我们研究了浮游动物摄食对石珊瑚类的皮氏角蜂巢珊瑚组织和骨骼生长的影响。微型珊瑚群体被分为两组:饥饿珊瑚(SC),在实验期间不进行投喂;投喂珊瑚(FC),大量投喂卤虫无节幼体和新采集的浮游动物。在培育3周和8周后,测量组织生长、光合作用和钙化速率的变化。钙化是有机基质和碳酸钙层的沉积,因此我们分别使用(14)C - 天冬氨酸和(45)Ca的掺入量来测量摄食对这两个参数的影响。天冬氨酸是石珊瑚类有机基质的主要成分之一。在两个采样时间点,投喂珊瑚中的蛋白质浓度均是饥饿珊瑚中的两倍(分别为0.73对0.42毫克磷(-1)平方厘米骨骼),投喂珊瑚中的叶绿素c2浓度高出3 - 4倍(2.1±0.3微克平方厘米(-2))。细胞比密度(CSD),即宿主细胞内藻类细胞的数量,在投喂珊瑚(1.416±0.028)中也显著高于饥饿珊瑚(1.316±0.015)。因此,投喂珊瑚每单位面积的光合作用速率更高(P(g)(max) = 570±60纳摩尔氧气平方厘米(-2)小时(-1)且I(k) = 403±27微摩尔光子平方米(-2)秒(-1))。

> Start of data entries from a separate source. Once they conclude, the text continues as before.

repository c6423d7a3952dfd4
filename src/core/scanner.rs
use crate::core::catalog::Catalog;
use crate::core::lookup::find_by_barcode;
use crate::core::{BarcodeDecoder, DecodeResult, ScanOutcome};
use std::path::Path;

/// 執行條碼辨識並對照商品表；辨識失敗只會降級成提示訊息
pub fn scan_image<D: BarcodeDecoder + ?Sized>(
    decoder: &D,
    image: &Path,
    catalog: &Catalog,
) -> ScanOutcome {
    tracing::debug!("Decoding barcode from {}", image.display());

    let decoded = match decoder.decode(image) {
        Ok(result) => result,
        Err(e) => {
            tracing::warn!("❌ Barcode decoding failed: {}", e);
            return ScanOutcome::DecodeError(e.to_string());
        }
    };

    match decoded {
        DecodeResult::Decoded(barcode) => resolve_barcode(&barcode, catalog),
        DecodeResult::NoMatch => {
            tracing::info!("No barcode found in {}", image.display());
            ScanOutcome::NoBarcode
        }
        DecodeResult::Unavailable => {
            tracing::warn!("⚠️ Barcode decoder is not installed");
            ScanOutcome::DecoderUnavailable
        }
    }
}

/// 已知條碼直接對照商品表
pub fn resolve_barcode(barcode: &str, catalog: &Catalog) -> ScanOutcome {
    match find_by_barcode(barcode, catalog) {
        Some(product) => {
            tracing::info!("✅ Barcode {} matched '{}'", barcode, product.name);
            ScanOutcome::Found {
                barcode: barcode.to_string(),
                product: product.clone(),
            }
        }
        None => {
            tracing::info!("Barcode {} is not in the catalog", barcode);
            ScanOutcome::NotInCatalog {
                barcode: barcode.to_string(),
            }
        }
    }
}
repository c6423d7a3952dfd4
// Domain layer: core models and ports (interfaces). No external dependencies beyond std/serde.

pub mod model;
pub mod ports;
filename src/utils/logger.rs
use tracing_subscriber::{layer::SubscriberExt, util::SubscriberInitExt, EnvFilter};

fn default_filter(verbose: bool) -> EnvFilter {
    EnvFilter::try_from_default_env().unwrap_or_else(|_| {
        if verbose {
            EnvFilter::new("combo_nutrition=debug,info")
        } else {
            EnvFilter::new("combo_nutrition=info")
        }
    })
}

/// 初始化 CLI 日誌，輸出到 stderr 以免與互動畫面混在一起
pub fn init_cli_logger(verbose: bool) {
    tracing_subscriber::registry()
        .with(default_filter(verbose))
        .with(
            tracing_subscriber::fmt::layer()
                .with_writer(std::io::stderr)
                .with_target(false)
                .with_thread_ids(false)
                .with_file(false)
                .with_line_number(false)
                .compact(),
        )
        .init();
}

pub fn init_json_logger(verbose: bool) {
    tracing_subscriber::registry()
        .with(default_filter(verbose))
        .with(
            tracing_subscriber::fmt::layer()
                .with_writer(std::io::stderr)
                .with_target(false)
                .with_thread_ids(false)
                .with_file(false)
                .with_line_number(false)
                .json(),
        )
        .init();
}
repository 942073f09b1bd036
use serde::{Deserialize, Serialize};
use sqlx::prelude::FromRow;
use sqlx::prelude::Row;
use uuid::Uuid;

use crate::model::{ModelManager, ResourceTyped, error::DatabaseResult};

#[derive(Debug, Serialize, Deserialize, FromRow, utoipa::ToSchema)]
pub struct UserEntity {
    id: Uuid,
    email: String,
    #[serde(skip)]
    password_hash: String,
    name: String,
    role: String,
}

#[derive(Debug, Deserialize, Serialize, utoipa::ToSchema)]
pub struct UserEntityCreate {
    pub email: String,
    pub password_hash: String,
    pub name: String,
}

impl ResourceTyped for UserEntity {
    fn get_resource_type() -> crate::model::ResourceType {
        crate::model::ResourceType::User
    }
}

impl UserEntity {
    pub fn id(&self) -> Uuid {
        self.id
    }

    pub fn email(&self) -> &str {
        &self.email
    }

    pub fn hash(&self) -> &str {
        &self.password_hash
    }

    pub fn name(&self) -> &str {
        &self.name
    }

    pub fn role(&self) -> &str {
        &self.role
    }

    /// Single INSERT; a duplicate email surfaces as a unique-violation
    /// database error rather than a pre-flight SELECT.
    pub async fn create(mm: &ModelManager, data: UserEntityCreate) -> DatabaseResult<Self> {
        let role = String::from("STUDENT");
        let result = sqlx::query(
            "INSERT INTO users (id, email, password_hash, name, role) VALUES ($1,$2,$3,$4,$5) RETURNING id",
        )
        .bind(Uuid::new_v4())
        .bind(&data.email)
        .bind(&data.password_hash)
        .bind(&data.name)
        .bind(&role)
        .fetch_one(mm.executor())
        .await?;

        let id = result.try_get("id")?;
        Ok(UserEntity {
            id,
            email: data.email,
            password_hash: data.password_hash,
            name: data.name,
            role,
        })
    }

    pub async fn find_by_email(mm: &ModelManager, email: &str) -> DatabaseResult<Option<Self>> {
        let result = sqlx::query_as("SELECT * FROM users WHERE email = $1")
            .bind(email)
            .fetch_one(mm.executor())
            .await;
        if let Err(sqlx::Error::RowNotFound) = result {
            return Ok(None);
        }
        Ok(Some(result?))
    }
}
//! Request context: the identity decoded from the bearer token, if any.

use axum::{extract::FromRequestParts, http::request::Parts};
use uuid::Uuid;

use crate::web::{WebResult, error::WebError};

/// Claims of a verified token. Stateless: nothing here is re-checked
/// against storage on later requests.
#[derive(Debug, Clone)]
pub struct AuthenticatedUser {
    user_id: Uuid,
    email: String,
}

impl AuthenticatedUser {
    pub fn new(user_id: Uuid, email: String) -> Self {
        Self { user_id, email }
    }

    pub fn user_id(&self) -> Uuid {
        self.user_id
    }

    pub fn email(&self) -> &str {
        &self.email
    }
}

#[derive(Debug, Clone)]
pub struct RequestContext {
    maybe_user: Option<AuthenticatedUser>,
}

impl RequestContext {
    pub fn new(maybe_user: Option<AuthenticatedUser>) -> Self {
        Self { maybe_user }
    }

    pub fn maybe_user(&self) -> Option<&AuthenticatedUser> {
        self.maybe_user.as_ref()
    }

    pub fn user(&self) -> WebResult<&AuthenticatedUser> {
        self.maybe_user.as_ref().ok_or(WebError::auth_required())
    }
}

impl<S> FromRequestParts<S> for RequestContext
where
    S: Send + Sync,
{
    type Rejection = WebError;

    async fn from_request_parts(parts: &mut Parts, _state: &S) -> Result<Self, Self::Rejection> {
        let ctx = parts.extensions.get::<RequestContext>();
        if let Some(ctx) = ctx {
            Ok(ctx.clone())
        } else {
            Ok(RequestContext::new(None))
        }
    }
}
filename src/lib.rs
use std::path::Path;

use crate::model::{DatabaseError, DbConnection, ModelManager};
use crate::utils::signal::shutdown_signal;
use crate::{error::AppResult, web::AppState};
use axum::Router;
use sqlx::migrate::Migrator;
use tokio::net::TcpListener;

pub mod config;
pub use config::{Config, ConfigError, ConfigResult};

pub mod auth;
pub mod error;
pub mod model;
pub mod utils;
pub mod web;

static APPLICATION_NAME: &str = "learnhub";

pub async fn build_server() -> AppResult<(AppState, Router)> {
    let use_local = cfg!(debug_assertions);
    let config = config::Config::get_or_init(use_local).await;
    let db = DbConnection::connect(config.app().database_uri())?;

    let migrator = Migrator::new(Path::new("./migrations"))
        .await
        .map_err(DatabaseError::from)?;
    tracing::debug!("applying migrations...");
    migrator.run(db.pool()).await.map_err(DatabaseError::from)?;

    let mm = ModelManager::new(db);
    let state = AppState::new(mm);
    let app = web::routes::build_app(state.clone(), config);
    Ok((state, app))
}

pub async fn build_server_with_pool(db: DbConnection) -> AppResult<(AppState, Router)> {
    let config = config::Config::get_or_init(true).await;

    let mm = ModelManager::new(db);
    let state = AppState::new(mm);
    let app = web::routes::build_app(state.clone(), config);
    Ok((state, app))
}

#[tracing::instrument]
pub async fn setup_workers() -> AppResult<()> {
    let (_, app) = build_server().await?;
    let config = Config::get_or_init(cfg!(debug_assertions)).await;
    let listener = TcpListener::bind(config.host().bindto()).await?;

    tracing::info!("axum is starting at: {}", config.host().bindto());
    let axum_handle = axum::serve(listener, app).with_graceful_shutdown(shutdown_signal());

    axum_handle.await?;
    Ok(())
}

fn setup_trace() {
    use tracing_error::ErrorLayer;
    use tracing_subscriber::{filter::EnvFilter, fmt, prelude::*};

    // load .env file for RUST_LOG, JWT_SECRET etc.
    let _ = dotenvy::dotenv();

    tracing_subscriber::registry()
        .with(fmt::layer())
        .with(EnvFilter::from_default_env())
        .with(ErrorLayer::default())
        .init();

    tracing::debug!("tracing initialized.");
}

#[tracing::instrument]
pub async fn run() -> AppResult<()> {
    setup_trace();
    setup_workers().await?;
    Ok(())
}
mod auth;
pub use auth::require_bearer_fn;
use std::path::PathBuf;

use crate::{
    Config,
    web::{AppState, doc::ApiDoc},
};
use axum::Router;
use tower_http::{
    cors::CorsLayer,
    services::{ServeDir, ServeFile},
};
use utoipa::OpenApi;
use utoipa_swagger_ui::SwaggerUi;

pub mod auth;
pub mod lessons;
pub mod progress;
pub mod subjects;

pub fn build_app<S: Send + Sync + Clone + 'static>(
    state: AppState,
    config: &'static Config,
) -> Router<S> {
    // Everything that is not /api/* falls through to the client shell.
    // A missing index.html simply 404s, there is no server-side rendering.
    let static_dir = PathBuf::from(config.app().static_dir());
    let shell = ServeDir::new(&static_dir).not_found_service(ServeFile::new(static_dir.join("index.html")));

    let mut router = Router::new()
        .nest("/api/auth", auth::routes(state.clone()))
        .nest("/api/subjects", subjects::routes(state.clone()))
        .nest("/api/lessons", lessons::routes(state.clone()))
        .nest("/api", progress::routes(state.clone()))
        .fallback_service(shell)
        .layer(CorsLayer::very_permissive())
        .with_state(state);

    if config.app().docs() {
        let openapi = ApiDoc::openapi();

        router = router.merge(SwaggerUi::new("/api/docs").url("/api-doc/openapi.json", openapi));
    }

    router
}
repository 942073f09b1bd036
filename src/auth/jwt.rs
use jsonwebtoken::{DecodingKey, EncodingKey, Header, TokenData, Validation};
use serde::{Deserialize, Serialize};

/// Identity carried by a bearer token: the user id in `sub` plus the email.
#[derive(Debug, Clone, Serialize, Deserialize)]
pub struct UserClaims {
    pub sub: String,
    pub email: String,
    pub exp: i64,
}

pub fn generate_token<K: AsRef<[u8]>>(
    claims: UserClaims,
    key: K,
) -> jsonwebtoken::errors::Result<String> {
    let header = Header::default();
    let key = EncodingKey::from_secret(key.as_ref());

    let token = jsonwebtoken::encode(&header, &claims, &key)?;
    Ok(token)
}

pub fn process_token<K: AsRef<[u8]>>(
    token: &str,
    key: K,
) -> jsonwebtoken::errors::Result<TokenData<UserClaims>> {
    let validation = Validation::default();
    let key = DecodingKey::from_secret(key.as_ref());

    let claims = jsonwebtoken::decode::<UserClaims>(token, &key, &validation)?;
    Ok(claims)
}

#[cfg(test)]
mod tests {
    use super::*;

    fn claims() -> UserClaims {
        UserClaims {
            sub: uuid::Uuid::new_v4().to_string(),
            email: String::from("student@example.com"),
            exp: (chrono::Utc::now() + chrono::Duration::days(1)).timestamp(),
        }
    }

    #[test]
    fn token_round_trip() {
        let claims = claims();
        let token = generate_token(claims.clone(), "test-secret").unwrap();

        let decoded = process_token(&token, "test-secret").unwrap();
        assert_eq!(decoded.claims.sub, claims.sub);
        assert_eq!(decoded.claims.email, claims.email);
    }

    #[test]
    fn token_wrong_key_rejected() {
        let token = generate_token(claims(), "test-secret").unwrap();
        assert!(process_token(&token, "another-secret").is_err());
    }

    #[test]
    fn expired_token_rejected() {
        let mut claims = claims();
        claims.exp = (chrono::Utc::now() - chrono::Duration::hours(1)).timestamp();

        let token = generate_token(claims, "test-secret").unwrap();
        assert!(process_token(&token, "test-secret").is_err());
    }
}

8周后,与饥饿珊瑚相比,投喂珊瑚在光照和黑暗条件下的钙化速率均提高了两倍(分别为3323±508和416±58纳摩尔钙离子2小时(-1)克(-1)干骨骼质量)(饥饿珊瑚在光照和黑暗条件下分别为1560±217和225±35纳摩尔钙离子2小时(-1)克(-1)干骨骼质量)。天冬氨酸掺入率在投喂珊瑚中也显著高于饥饿珊瑚(分别为10.44±0.69和1.36±0.26%RAV 2小时(-1)克(-1)干骨骼质量,其中RAV是最初存在于外部介质中的总放射性)(饥饿珊瑚在黑暗和光照条件下分别为6.51±0.45和0.44±0.02%RAV 2小时(-1)克(-1)干骨骼质量)。黑暗中天冬氨酸掺入率低于光照下测量的速率。我们的结果表明,投喂珊瑚中钙化速率的增加可能是由有机基质合成的摄食刺激所诱导的。